Provided data Start Marker

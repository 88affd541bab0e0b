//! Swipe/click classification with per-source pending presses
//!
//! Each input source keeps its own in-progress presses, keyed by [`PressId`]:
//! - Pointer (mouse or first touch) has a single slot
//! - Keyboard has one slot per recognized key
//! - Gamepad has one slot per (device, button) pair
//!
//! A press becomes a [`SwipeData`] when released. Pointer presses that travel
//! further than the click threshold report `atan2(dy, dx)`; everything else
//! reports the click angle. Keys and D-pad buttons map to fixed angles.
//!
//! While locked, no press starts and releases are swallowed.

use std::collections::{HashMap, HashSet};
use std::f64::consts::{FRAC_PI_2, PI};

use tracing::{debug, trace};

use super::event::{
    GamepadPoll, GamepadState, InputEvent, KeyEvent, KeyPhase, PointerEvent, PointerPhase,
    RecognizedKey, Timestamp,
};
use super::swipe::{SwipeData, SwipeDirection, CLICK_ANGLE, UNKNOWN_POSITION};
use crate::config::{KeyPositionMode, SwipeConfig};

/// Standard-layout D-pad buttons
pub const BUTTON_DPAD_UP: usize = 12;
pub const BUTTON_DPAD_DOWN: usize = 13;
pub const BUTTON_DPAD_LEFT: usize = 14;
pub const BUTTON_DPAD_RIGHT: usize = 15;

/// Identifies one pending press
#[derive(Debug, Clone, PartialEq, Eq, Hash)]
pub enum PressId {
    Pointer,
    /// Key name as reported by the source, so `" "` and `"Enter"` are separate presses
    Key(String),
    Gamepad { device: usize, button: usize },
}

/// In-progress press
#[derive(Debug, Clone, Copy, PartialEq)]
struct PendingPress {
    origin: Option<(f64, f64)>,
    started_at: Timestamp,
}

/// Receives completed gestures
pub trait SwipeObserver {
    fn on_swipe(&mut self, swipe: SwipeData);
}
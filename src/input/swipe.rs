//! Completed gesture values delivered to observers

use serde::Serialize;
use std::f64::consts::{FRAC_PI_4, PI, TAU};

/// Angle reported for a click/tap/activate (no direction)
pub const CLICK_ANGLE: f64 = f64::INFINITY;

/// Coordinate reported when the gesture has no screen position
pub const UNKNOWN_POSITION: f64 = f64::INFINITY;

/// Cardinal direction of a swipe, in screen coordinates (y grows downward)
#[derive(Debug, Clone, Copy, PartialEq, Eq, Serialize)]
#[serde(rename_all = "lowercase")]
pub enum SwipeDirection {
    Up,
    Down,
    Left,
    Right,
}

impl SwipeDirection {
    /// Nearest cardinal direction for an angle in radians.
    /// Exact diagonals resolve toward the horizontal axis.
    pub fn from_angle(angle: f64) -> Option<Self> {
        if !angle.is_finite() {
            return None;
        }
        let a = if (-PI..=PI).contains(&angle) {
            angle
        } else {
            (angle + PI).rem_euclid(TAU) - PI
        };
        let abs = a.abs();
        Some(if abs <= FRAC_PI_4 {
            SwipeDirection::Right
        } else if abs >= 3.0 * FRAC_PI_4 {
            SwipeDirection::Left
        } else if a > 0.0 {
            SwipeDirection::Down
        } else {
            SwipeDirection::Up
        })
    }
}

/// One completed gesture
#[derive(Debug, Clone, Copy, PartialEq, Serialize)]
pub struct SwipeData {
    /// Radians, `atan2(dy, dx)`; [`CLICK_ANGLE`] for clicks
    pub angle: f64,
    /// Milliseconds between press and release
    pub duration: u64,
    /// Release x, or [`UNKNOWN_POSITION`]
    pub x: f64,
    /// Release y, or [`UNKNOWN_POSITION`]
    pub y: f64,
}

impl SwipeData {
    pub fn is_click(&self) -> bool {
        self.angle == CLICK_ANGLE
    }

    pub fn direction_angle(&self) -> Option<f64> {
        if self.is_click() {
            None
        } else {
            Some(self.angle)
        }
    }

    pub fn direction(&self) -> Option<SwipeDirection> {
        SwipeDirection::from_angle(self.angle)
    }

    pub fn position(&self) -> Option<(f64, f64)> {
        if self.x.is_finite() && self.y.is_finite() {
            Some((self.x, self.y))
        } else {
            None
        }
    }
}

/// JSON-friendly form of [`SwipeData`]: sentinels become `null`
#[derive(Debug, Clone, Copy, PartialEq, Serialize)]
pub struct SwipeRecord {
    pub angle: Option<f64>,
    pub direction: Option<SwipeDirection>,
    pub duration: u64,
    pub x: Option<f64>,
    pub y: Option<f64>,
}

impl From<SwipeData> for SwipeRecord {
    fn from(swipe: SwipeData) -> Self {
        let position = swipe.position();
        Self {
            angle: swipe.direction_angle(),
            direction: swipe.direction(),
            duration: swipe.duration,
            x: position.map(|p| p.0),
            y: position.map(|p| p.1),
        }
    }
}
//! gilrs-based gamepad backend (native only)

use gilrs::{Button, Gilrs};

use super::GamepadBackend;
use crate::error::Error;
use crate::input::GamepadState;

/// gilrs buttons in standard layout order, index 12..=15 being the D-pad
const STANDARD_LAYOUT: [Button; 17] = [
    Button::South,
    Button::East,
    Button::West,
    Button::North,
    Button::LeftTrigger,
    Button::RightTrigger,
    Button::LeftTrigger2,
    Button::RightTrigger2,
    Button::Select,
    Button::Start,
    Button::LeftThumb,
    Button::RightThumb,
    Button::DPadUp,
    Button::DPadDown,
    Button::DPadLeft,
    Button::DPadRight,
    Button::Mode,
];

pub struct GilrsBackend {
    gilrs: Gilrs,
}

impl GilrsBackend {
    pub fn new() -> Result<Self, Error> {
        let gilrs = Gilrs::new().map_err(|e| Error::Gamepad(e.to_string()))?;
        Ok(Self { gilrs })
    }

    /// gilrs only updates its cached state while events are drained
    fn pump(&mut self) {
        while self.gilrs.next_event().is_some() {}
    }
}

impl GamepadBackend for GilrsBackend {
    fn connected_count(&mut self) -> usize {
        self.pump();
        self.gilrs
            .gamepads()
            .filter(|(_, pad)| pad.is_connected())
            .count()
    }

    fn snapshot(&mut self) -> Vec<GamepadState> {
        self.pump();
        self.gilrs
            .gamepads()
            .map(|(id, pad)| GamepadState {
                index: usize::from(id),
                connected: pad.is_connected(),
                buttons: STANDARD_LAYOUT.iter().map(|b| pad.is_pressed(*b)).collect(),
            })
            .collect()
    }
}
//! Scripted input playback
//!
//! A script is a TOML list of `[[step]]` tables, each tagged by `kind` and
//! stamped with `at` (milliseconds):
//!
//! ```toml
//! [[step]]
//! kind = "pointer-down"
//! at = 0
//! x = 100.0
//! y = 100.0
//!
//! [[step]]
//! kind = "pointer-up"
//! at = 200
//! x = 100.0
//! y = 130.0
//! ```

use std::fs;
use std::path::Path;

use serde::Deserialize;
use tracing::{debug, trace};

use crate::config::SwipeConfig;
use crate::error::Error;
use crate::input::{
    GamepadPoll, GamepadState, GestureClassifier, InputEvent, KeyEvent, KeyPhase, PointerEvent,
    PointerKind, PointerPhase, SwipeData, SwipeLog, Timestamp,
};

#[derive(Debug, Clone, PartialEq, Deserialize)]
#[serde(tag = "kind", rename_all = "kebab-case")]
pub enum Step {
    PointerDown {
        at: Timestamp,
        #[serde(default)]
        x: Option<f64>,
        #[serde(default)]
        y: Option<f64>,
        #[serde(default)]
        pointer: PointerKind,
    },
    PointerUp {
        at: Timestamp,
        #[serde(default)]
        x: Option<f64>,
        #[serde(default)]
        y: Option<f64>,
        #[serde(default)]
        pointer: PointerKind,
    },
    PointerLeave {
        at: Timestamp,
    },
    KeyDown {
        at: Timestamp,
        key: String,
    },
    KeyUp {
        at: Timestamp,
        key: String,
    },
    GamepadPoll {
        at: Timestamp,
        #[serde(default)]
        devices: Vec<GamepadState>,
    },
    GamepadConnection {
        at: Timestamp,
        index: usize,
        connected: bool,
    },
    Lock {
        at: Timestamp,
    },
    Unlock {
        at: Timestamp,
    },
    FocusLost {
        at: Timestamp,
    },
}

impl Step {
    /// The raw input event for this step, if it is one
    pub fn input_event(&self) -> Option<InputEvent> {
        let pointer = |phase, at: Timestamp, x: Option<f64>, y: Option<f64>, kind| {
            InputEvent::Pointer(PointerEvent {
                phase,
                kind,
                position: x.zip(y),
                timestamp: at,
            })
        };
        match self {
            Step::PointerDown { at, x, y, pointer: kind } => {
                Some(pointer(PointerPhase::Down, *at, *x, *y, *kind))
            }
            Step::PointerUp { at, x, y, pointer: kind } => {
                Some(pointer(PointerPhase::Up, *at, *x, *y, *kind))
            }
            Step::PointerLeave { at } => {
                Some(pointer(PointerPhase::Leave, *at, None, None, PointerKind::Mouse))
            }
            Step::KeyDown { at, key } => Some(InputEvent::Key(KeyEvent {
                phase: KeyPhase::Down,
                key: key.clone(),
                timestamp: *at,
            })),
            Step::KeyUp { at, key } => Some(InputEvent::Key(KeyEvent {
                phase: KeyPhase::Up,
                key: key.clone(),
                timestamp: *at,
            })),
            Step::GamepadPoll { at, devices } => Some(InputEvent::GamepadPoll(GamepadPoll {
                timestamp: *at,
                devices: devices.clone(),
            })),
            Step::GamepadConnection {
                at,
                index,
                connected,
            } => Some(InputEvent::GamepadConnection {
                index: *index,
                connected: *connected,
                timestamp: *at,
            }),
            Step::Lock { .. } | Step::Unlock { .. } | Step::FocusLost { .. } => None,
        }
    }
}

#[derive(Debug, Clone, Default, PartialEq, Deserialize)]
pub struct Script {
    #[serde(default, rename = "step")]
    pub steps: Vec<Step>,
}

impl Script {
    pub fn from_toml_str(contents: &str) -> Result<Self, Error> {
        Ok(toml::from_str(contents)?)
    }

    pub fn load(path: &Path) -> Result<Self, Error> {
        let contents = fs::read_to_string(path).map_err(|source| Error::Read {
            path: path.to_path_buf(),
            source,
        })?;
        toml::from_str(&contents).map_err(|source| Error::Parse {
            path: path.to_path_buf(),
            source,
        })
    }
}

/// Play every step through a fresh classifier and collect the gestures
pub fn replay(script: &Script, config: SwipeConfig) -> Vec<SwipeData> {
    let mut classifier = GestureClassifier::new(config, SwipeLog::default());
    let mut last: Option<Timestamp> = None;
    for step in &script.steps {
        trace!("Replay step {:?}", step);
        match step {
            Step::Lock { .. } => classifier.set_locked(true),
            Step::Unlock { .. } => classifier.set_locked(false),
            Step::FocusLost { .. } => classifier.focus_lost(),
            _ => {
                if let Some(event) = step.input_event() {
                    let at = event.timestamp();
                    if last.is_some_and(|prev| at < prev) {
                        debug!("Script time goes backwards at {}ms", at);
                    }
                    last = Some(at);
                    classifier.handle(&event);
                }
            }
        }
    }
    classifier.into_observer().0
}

Provided data End Marker
Provided data Start Marker

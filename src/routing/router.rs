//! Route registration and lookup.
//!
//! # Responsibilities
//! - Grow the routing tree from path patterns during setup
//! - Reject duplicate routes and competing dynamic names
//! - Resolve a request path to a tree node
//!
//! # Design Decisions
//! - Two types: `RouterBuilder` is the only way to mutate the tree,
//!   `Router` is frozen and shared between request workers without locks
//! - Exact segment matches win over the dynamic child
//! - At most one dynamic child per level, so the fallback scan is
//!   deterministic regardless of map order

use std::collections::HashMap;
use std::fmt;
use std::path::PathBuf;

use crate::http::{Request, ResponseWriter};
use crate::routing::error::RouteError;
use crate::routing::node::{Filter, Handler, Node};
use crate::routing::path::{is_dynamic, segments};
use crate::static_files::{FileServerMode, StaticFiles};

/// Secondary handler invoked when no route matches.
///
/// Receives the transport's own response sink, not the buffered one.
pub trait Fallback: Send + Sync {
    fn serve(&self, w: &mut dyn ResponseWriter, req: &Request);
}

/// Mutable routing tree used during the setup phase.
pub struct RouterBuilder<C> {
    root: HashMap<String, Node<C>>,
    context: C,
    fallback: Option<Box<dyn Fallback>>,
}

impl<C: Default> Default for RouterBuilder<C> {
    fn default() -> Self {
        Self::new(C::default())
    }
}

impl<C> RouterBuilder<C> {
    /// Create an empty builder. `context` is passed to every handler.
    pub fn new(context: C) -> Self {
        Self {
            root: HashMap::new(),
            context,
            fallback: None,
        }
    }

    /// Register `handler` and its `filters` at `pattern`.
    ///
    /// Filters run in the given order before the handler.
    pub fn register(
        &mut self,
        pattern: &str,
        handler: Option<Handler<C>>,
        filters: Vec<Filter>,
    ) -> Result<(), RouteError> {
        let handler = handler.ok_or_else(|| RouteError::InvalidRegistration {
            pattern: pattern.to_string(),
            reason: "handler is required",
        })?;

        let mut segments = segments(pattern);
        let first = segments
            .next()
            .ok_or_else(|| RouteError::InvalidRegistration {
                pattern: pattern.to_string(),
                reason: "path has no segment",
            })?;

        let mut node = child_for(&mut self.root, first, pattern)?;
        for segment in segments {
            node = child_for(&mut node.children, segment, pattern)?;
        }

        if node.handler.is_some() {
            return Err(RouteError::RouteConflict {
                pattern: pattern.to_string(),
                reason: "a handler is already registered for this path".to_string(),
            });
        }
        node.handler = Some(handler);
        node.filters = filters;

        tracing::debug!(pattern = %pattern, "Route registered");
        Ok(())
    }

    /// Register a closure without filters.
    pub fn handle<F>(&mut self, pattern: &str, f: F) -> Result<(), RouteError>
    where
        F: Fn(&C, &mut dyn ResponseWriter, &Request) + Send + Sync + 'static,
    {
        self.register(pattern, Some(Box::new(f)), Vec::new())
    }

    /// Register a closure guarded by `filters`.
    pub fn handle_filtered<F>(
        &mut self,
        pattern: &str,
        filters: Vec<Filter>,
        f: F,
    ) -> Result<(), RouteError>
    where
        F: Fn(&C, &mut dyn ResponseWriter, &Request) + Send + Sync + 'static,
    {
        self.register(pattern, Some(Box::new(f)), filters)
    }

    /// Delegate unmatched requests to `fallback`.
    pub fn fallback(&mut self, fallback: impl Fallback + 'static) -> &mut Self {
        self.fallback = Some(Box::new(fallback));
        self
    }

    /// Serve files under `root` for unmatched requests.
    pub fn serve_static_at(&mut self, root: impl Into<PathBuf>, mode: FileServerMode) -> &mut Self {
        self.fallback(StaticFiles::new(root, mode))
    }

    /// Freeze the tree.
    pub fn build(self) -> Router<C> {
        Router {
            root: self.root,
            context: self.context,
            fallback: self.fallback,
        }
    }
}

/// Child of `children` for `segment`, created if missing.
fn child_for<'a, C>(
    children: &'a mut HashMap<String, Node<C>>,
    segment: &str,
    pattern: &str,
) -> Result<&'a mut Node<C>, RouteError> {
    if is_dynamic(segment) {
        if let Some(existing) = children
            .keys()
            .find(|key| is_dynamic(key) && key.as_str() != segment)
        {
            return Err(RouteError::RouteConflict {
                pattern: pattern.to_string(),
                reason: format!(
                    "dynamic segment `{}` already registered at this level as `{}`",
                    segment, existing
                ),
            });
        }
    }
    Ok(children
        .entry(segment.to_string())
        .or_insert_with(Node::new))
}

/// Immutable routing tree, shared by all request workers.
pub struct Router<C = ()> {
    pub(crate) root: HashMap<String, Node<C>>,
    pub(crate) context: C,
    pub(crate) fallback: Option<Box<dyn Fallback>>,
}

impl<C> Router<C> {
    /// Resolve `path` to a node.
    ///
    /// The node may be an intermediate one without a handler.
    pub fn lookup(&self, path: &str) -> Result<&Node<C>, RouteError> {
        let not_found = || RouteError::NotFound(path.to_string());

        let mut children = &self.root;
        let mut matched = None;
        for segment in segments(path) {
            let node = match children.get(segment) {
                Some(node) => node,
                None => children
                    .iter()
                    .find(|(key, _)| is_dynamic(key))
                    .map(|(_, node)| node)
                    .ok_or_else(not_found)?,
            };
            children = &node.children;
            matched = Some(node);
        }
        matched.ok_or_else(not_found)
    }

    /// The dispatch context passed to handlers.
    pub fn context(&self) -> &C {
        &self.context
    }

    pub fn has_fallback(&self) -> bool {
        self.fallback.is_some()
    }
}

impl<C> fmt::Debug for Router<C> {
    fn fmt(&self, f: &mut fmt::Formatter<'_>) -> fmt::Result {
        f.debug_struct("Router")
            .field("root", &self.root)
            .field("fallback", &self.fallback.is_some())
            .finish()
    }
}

Provided data End Marker

The job here is to find each line above with the word "GamepadConnection" and copy it.

    GamepadConnection {
            Step::GamepadConnection {
            } => Some(InputEvent::GamepadConnection {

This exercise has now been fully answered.